■ WHAT THE TASK ASKS
Lines holding the word "worker" must be located in the listing below and copied.
START RECORD EXCERPTS
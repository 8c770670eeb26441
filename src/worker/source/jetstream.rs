//! Bluesky Jetstream websocket source.
//!
//! Subscribes to `app.bsky.feed.post` commits and reconnects with jittered
//! exponential backoff, resuming from the last `time_us` seen.

use std::sync::Arc;
use std::time::Duration;

use chrono::{DateTime, Utc};
use futures::StreamExt;
use rand::Rng;
use serde::Deserialize;
use tokio::sync::{Notify, mpsc};
use tokio_tungstenite::tungstenite::Message;
use tracing::{debug, info, warn};
use url::Url;

use crate::worker::core::errors::IngestResult;
use crate::worker::core::event::{EventKind, POST_COLLECTION, PostPayload, StreamEvent};
use crate::worker::source::{Delivery, EventSource, SourceFuture, SourceStats, deliver};

const BACKOFF_BASE: Duration = Duration::from_secs(1);
const BACKOFF_MAX: Duration = Duration::from_secs(60);

#[derive(Deserialize)]
struct WireMessage {
    #[serde(default)]
    did: Option<String>,
    #[serde(default)]
    time_us: Option<i64>,
    kind: String,
    #[serde(default)]
    commit: Option<WireCommit>,
}

#[derive(Deserialize)]
struct WireCommit {
    operation: String,
    collection: String,
    rkey: String,
    #[serde(default)]
    record: Option<PostPayload>,
}

/// One decoded Jetstream message.
#[derive(Clone, Debug, PartialEq)]
pub struct Decoded {
    /// Stream position of the message, usable as a resume cursor.
    pub cursor: Option<i64>,
    /// Post event, when the message is a post commit.
    pub event: Option<StreamEvent>,
}

/// Decode one Jetstream JSON message.
///
/// Identity and account messages, and commits outside the post collection,
/// decode to `event: None`.
///
/// # Errors
/// Returns an error if the message is not valid Jetstream JSON.
pub fn decode_message(raw: &str) -> IngestResult<Decoded> {
    let message: WireMessage = serde_json::from_str(raw)?;
    let cursor = message.time_us;

    let commit = match message.commit {
        Some(commit) if message.kind == "commit" => commit,
        _ => return Ok(Decoded { cursor, event: None }),
    };

    if commit.collection != POST_COLLECTION {
        return Ok(Decoded { cursor, event: None });
    }

    let Ok(kind) = commit.operation.parse::<EventKind>() else {
        debug!(operation = %commit.operation, "Unknown commit operation");
        return Ok(Decoded { cursor, event: None });
    };

    let author = message.did.filter(|did| !did.is_empty());
    let uri = format!(
        "at://{}/{}/{}",
        author.as_deref().unwrap_or_default(),
        commit.collection,
        commit.rkey
    );
    let observed_at = cursor
        .and_then(DateTime::<Utc>::from_timestamp_micros)
        .unwrap_or_else(Utc::now);

    Ok(Decoded {
        cursor,
        event: Some(StreamEvent {
            kind,
            author,
            collection: commit.collection,
            uri,
            observed_at,
            record: commit.record,
        }),
    })
}

/// Why one websocket session ended.
enum Session {
    Stopped,
    Closed,
    Disconnected(String),
}

/// Live Jetstream subscription.
pub struct JetstreamSource {
    endpoint: Url,
    cursor: Option<i64>,
}

impl JetstreamSource {
    /// Create a source for a Jetstream subscribe endpoint.
    ///
    /// # Errors
    /// Returns an error if the endpoint is not a valid URL.
    pub fn new(endpoint: &str) -> IngestResult<Self> {
        Ok(Self {
            endpoint: Url::parse(endpoint)?,
            cursor: None,
        })
    }

    /// Subscribe URL for the current cursor.
    #[must_use]
    pub fn subscribe_url(&self) -> Url {
        let mut url = self.endpoint.clone();
        {
            let mut params = url.query_pairs_mut();
            params.append_pair("wantedCollections", POST_COLLECTION);
            if let Some(cursor) = self.cursor {
                params.append_pair("cursor", &cursor.to_string());
            }
        }
        url
    }

    async fn run_inner(
        mut self,
        events: mpsc::Sender<StreamEvent>,
        stop: Arc<Notify>,
    ) -> IngestResult<SourceStats> {
        let mut stats = SourceStats::default();
        let mut failures: u32 = 0;

        loop {
            let url = self.subscribe_url();
            info!(url = %url, "Connecting to Jetstream");

            let connected = tokio::select! {
                biased;
                () = stop.notified() => break,
                connected = tokio_tungstenite::connect_async(url.as_str()) => connected,
            };

            match connected {
                Ok((stream, _)) => {
                    info!("Jetstream connected");
                    failures = 0;
                    match self.consume(stream, &events, &stop, &mut stats).await {
                        Session::Stopped => break,
                        Session::Closed => {
                            info!("Pipeline channel closed, leaving Jetstream");
                            break;
                        }
                        Session::Disconnected(reason) => {
                            warn!(reason, cursor = ?self.cursor, "Jetstream disconnected");
                        }
                    }
                }
                Err(err) => {
                    warn!(error = %err, "Jetstream connection failed");
                }
            }

            failures = failures.saturating_add(1);
            stats.reconnects += 1;
            let delay = backoff_delay(failures);
            debug!(?delay, failures, "Waiting before reconnect");

            tokio::select! {
                biased;
                () = stop.notified() => break,
                () = tokio::time::sleep(delay) => {}
            }
        }

        Ok(stats)
    }

    async fn consume<S>(
        &mut self,
        mut stream: S,
        events: &mpsc::Sender<StreamEvent>,
        stop: &Notify,
        stats: &mut SourceStats,
    ) -> Session
    where
        S: futures::Stream<Item = Result<Message, tokio_tungstenite::tungstenite::Error>> + Unpin,
    {
        loop {
            let next = tokio::select! {
                biased;
                () = stop.notified() => return Session::Stopped,
                next = stream.next() => next,
            };

            let text = match next {
                None => return Session::Disconnected("stream ended".to_string()),
                Some(Err(err)) => return Session::Disconnected(err.to_string()),
                Some(Ok(Message::Text(text))) => text,
                Some(Ok(Message::Close(frame))) => {
                    return Session::Disconnected(format!("closed by server: {frame:?}"));
                }
                Some(Ok(_)) => continue,
            };

            stats.messages += 1;
            let decoded = match decode_message(text.as_str()) {
                Ok(decoded) => decoded,
                Err(err) => {
                    stats.decode_errors += 1;
                    warn!(error = %err, "Skipping undecodable Jetstream message");
                    continue;
                }
            };

            if let Some(cursor) = decoded.cursor {
                self.cursor = Some(cursor);
            }
            let Some(event) = decoded.event else {
                continue;
            };

            match deliver(events, stop, event).await {
                Delivery::Sent => stats.events += 1,
                Delivery::Stopped => return Session::Stopped,
                Delivery::Closed => return Session::Closed,
            }
        }
    }
}

impl EventSource for JetstreamSource {
    fn name(&self) -> &'static str {
        "jetstream"
    }

    fn run(
        self: Box<Self>,
        events: mpsc::Sender<StreamEvent>,
        stop: Arc<Notify>,
    ) -> SourceFuture<IngestResult<SourceStats>> {
        Box::pin((*self).run_inner(events, stop))
    }
}

/// Exponential backoff with up to 50% added jitter, capped at one minute.
fn backoff_delay(failures: u32) -> Duration {
    let exponent = failures.saturating_sub(1).min(6);
    let base = BACKOFF_BASE.saturating_mul(1 << exponent).min(BACKOFF_MAX);
    let max_jitter = u64::try_from(base.as_millis() / 2).unwrap_or(0);
    let jitter = rand::thread_rng().gen_range(0..=max_jitter);
    base.saturating_add(Duration::from_millis(jitter))
        .min(BACKOFF_MAX)
}
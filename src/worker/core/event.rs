//! Decoded upstream events consumed by the pipeline.
//!
//! A `StreamEvent` is transport-agnostic: the Jetstream and replay sources both
//! decode into it, and nothing downstream knows which one produced it.

use std::fmt;
use std::str::FromStr;

use chrono::{DateTime, Utc};
use serde::{Deserialize, Serialize};

/// Collection and record type tag for top-level posts.
pub const POST_COLLECTION: &str = "app.bsky.feed.post";

/// Kind of repository operation carried by an event.
#[derive(Clone, Copy, Debug, Eq, PartialEq, Serialize, Deserialize)]
#[serde(rename_all = "snake_case")]
pub enum EventKind {
    /// A new record was created.
    Create,
    /// An existing record was updated.
    Update,
    /// A record was deleted.
    Delete,
}

impl EventKind {
    /// Stable string form.
    #[must_use]
    pub const fn as_str(self) -> &'static str {
        match self {
            Self::Create => "create",
            Self::Update => "update",
            Self::Delete => "delete",
        }
    }
}

impl fmt::Display for EventKind {
    fn fmt(&self, f: &mut fmt::Formatter<'_>) -> fmt::Result {
        write!(f, "{}", self.as_str())
    }
}

impl FromStr for EventKind {
    type Err = String;

    fn from_str(value: &str) -> Result<Self, Self::Err> {
        match value {
            "create" => Ok(Self::Create),
            "update" => Ok(Self::Update),
            "delete" => Ok(Self::Delete),
            _ => Err(value.to_string()),
        }
    }
}

/// Post record body as published by the author.
#[derive(Clone, Debug, Default, PartialEq, Serialize, Deserialize)]
#[serde(rename_all = "camelCase")]
pub struct PostPayload {
    /// Declared record type tag.
    #[serde(rename = "$type", default)]
    pub record_type: Option<String>,
    /// Post text.
    #[serde(default)]
    pub text: Option<String>,
    /// Author-declared creation time, as published.
    #[serde(default)]
    pub created_at: Option<String>,
    /// Reply reference; present only on replies.
    #[serde(default)]
    pub reply: Option<serde_json::Value>,
    /// Embedded media reference.
    #[serde(default)]
    pub embed: Option<serde_json::Value>,
    /// Language tags.
    #[serde(default)]
    pub langs: Option<Vec<String>>,
    /// Rich-text facets.
    #[serde(default)]
    pub facets: Option<serde_json::Value>,
}

/// One decoded post notification from the upstream stream.
#[derive(Clone, Debug, PartialEq)]
pub struct StreamEvent {
    /// Repository operation.
    pub kind: EventKind,
    /// Author identifier (DID), when known.
    pub author: Option<String>,
    /// Collection the record belongs to.
    pub collection: String,
    /// Globally unique resource identifier.
    pub uri: String,
    /// Time the stream observed the event.
    pub observed_at: DateTime<Utc>,
    /// Record body; absent on deletes.
    pub record: Option<PostPayload>,
}

impl StreamEvent {
    /// Build a create event for a post.
    #[must_use]
    pub fn create(author: impl Into<String>, rkey: &str, record: PostPayload) -> Self {
        let author = author.into();
        Self {
            kind: EventKind::Create,
            uri: format!("at://{author}/{POST_COLLECTION}/{rkey}"),
            author: Some(author),
            collection: POST_COLLECTION.to_string(),
            observed_at: Utc::now(),
            record: Some(record),
        }
    }

    /// Post text, if the event carries one.
    #[must_use]
    pub fn text(&self) -> Option<&str> {
        self.record.as_ref().and_then(|r| r.text.as_deref())
    }
}

impl PostPayload {
    /// Build a minimal top-level post body.
    #[must_use]
    pub fn post(text: impl Into<String>) -> Self {
        Self {
            record_type: Some(POST_COLLECTION.to_string()),
            text: Some(text.into()),
            ..Self::default()
        }
    }
}

#[cfg(test)]
#[allow(clippy::unwrap_used, clippy::expect_used, clippy::panic)]
mod tests {
    use super::*;

    #[test]
    fn test_payload_deserializes_camel_case() {
        let json = r#"{
            "$type": "app.bsky.feed.post",
            "text": "hello",
            "createdAt": "2024-09-09T19:46:02.102Z",
            "langs": ["en"],
            "reply": null
        }"#;
        let payload: PostPayload = serde_json::from_str(json).unwrap();
        assert_eq!(payload.record_type.as_deref(), Some(POST_COLLECTION));
        assert_eq!(payload.created_at.as_deref(), Some("2024-09-09T19:46:02.102Z"));
        assert_eq!(payload.langs, Some(vec!["en".to_string()]));
        assert!(payload.reply.is_none());
    }

    #[test]
    fn test_create_builds_uri() {
        let event = StreamEvent::create("did:plc:abc", "3l3qo2vutsw2b", PostPayload::post("hi"));
        assert_eq!(event.uri, "at://did:plc:abc/app.bsky.feed.post/3l3qo2vutsw2b");
        assert_eq!(event.text(), Some("hi"));
    }

    #[test]
    fn test_event_kind_round_trip() {
        for kind in [EventKind::Create, EventKind::Update, EventKind::Delete] {
            assert_eq!(kind.as_str().parse::<EventKind>(), Ok(kind));
        }
        assert!("upsert".parse::<EventKind>().is_err());
    }
}
//! Error types for persistence sinks.

use thiserror::Error;

/// Errors a sink can report for a whole batch.
#[derive(Debug, Error)]
pub enum SinkError {
    /// HTTP request failed before a response arrived.
    #[error("HTTP request failed: {0}")]
    HttpRequest(#[from] reqwest::Error),

    /// The store answered with a retryable status.
    #[error("store unavailable (status {status}): {body}")]
    Unavailable {
        /// HTTP status code.
        status: u16,
        /// Response body, truncated.
        body: String,
    },

    /// The store refused the payload.
    #[error("payload rejected (status {status}): {body}")]
    Rejected {
        /// HTTP status code.
        status: u16,
        /// Response body, truncated.
        body: String,
    },

    /// Insert did not complete within the request timeout.
    #[error("insert timed out")]
    Timeout,

    /// `SQLite` storage error.
    #[error("sqlite error: {0}")]
    Sqlite(#[from] tokio_rusqlite::Error),

    /// Record could not be serialized for the store.
    #[error("serialization error: {0}")]
    Serialization(#[from] serde_json::Error),

    /// Sink misconfiguration detected at construction.
    #[error("sink configuration error: {0}")]
    Config(String),
}

impl SinkError {
    /// Whether a later attempt of the same batch may succeed.
    #[must_use]
    pub fn is_transient(&self) -> bool {
        match self {
            Self::HttpRequest(err) => !err.is_builder(),
            Self::Unavailable { .. } | Self::Timeout => true,
            Self::Sqlite(err) => is_busy(err),
            Self::Rejected { .. } | Self::Serialization(_) | Self::Config(_) => false,
        }
    }

    /// Short label for structured logs.
    #[must_use]
    pub const fn kind(&self) -> &'static str {
        match self {
            Self::HttpRequest(_) => "http",
            Self::Unavailable { .. } => "unavailable",
            Self::Rejected { .. } => "rejected",
            Self::Timeout => "timeout",
            Self::Sqlite(_) => "sqlite",
            Self::Serialization(_) => "serialization",
            Self::Config(_) => "config",
        }
    }
}

/// Whether a `SQLite` error is lock contention rather than a problem with the row.
pub(crate) fn is_contention(err: &rusqlite::Error) -> bool {
    matches!(
        err,
        rusqlite::Error::SqliteFailure(code, _)
            if matches!(
                code.code,
                rusqlite::ErrorCode::DatabaseBusy | rusqlite::ErrorCode::DatabaseLocked
            )
    )
}

fn is_busy(err: &tokio_rusqlite::Error) -> bool {
    matches!(err, tokio_rusqlite::Error::Rusqlite(inner) if is_contention(inner))
}

/// Convenience result alias for sink operations.
pub type SinkResult<T> = Result<T, SinkError>;

#[cfg(test)]
#[allow(clippy::unwrap_used, clippy::expect_used, clippy::panic)]
mod tests {
    use super::*;

    #[test]
    fn test_status_classification() {
        let unavailable = SinkError::Unavailable {
            status: 503,
            body: String::new(),
        };
        let rejected = SinkError::Rejected {
            status: 400,
            body: String::new(),
        };
        assert!(unavailable.is_transient());
        assert!(SinkError::Timeout.is_transient());
        assert!(!rejected.is_transient());
        assert_eq!(rejected.kind(), "rejected");
    }

    #[test]
    fn test_sqlite_busy_is_transient() {
        let busy = rusqlite::Error::SqliteFailure(
            rusqlite::ffi::Error::new(rusqlite::ffi::SQLITE_BUSY),
            None,
        );
        assert!(SinkError::Sqlite(tokio_rusqlite::Error::Rusqlite(busy)).is_transient());

        let constraint = rusqlite::Error::SqliteFailure(
            rusqlite::ffi::Error::new(rusqlite::ffi::SQLITE_CONSTRAINT),
            None,
        );
        assert!(!SinkError::Sqlite(tokio_rusqlite::Error::Rusqlite(constraint)).is_transient());
        assert!(!SinkError::Sqlite(tokio_rusqlite::Error::ConnectionClosed).is_transient());
    }

    #[test]
    fn test_contention_covers_busy_and_locked_only() {
        let failure = |code| {
            rusqlite::Error::SqliteFailure(rusqlite::ffi::Error::new(code), None)
        };
        assert!(is_contention(&failure(rusqlite::ffi::SQLITE_BUSY)));
        assert!(is_contention(&failure(rusqlite::ffi::SQLITE_LOCKED)));
        assert!(!is_contention(&failure(rusqlite::ffi::SQLITE_CONSTRAINT)));
        assert!(!is_contention(&rusqlite::Error::QueryReturnedNoRows));
    }
}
END RECORD EXCERPTS
■ TASK ANSWER
filename src/worker/source/jetstream.rs
use crate::worker::core::errors::IngestResult;
use crate::worker::core::event::{EventKind, POST_COLLECTION, PostPayload, StreamEvent};
use crate::worker::source::{Delivery, EventSource, SourceFuture, SourceStats, deliver};
filename src/worker/core/event.rs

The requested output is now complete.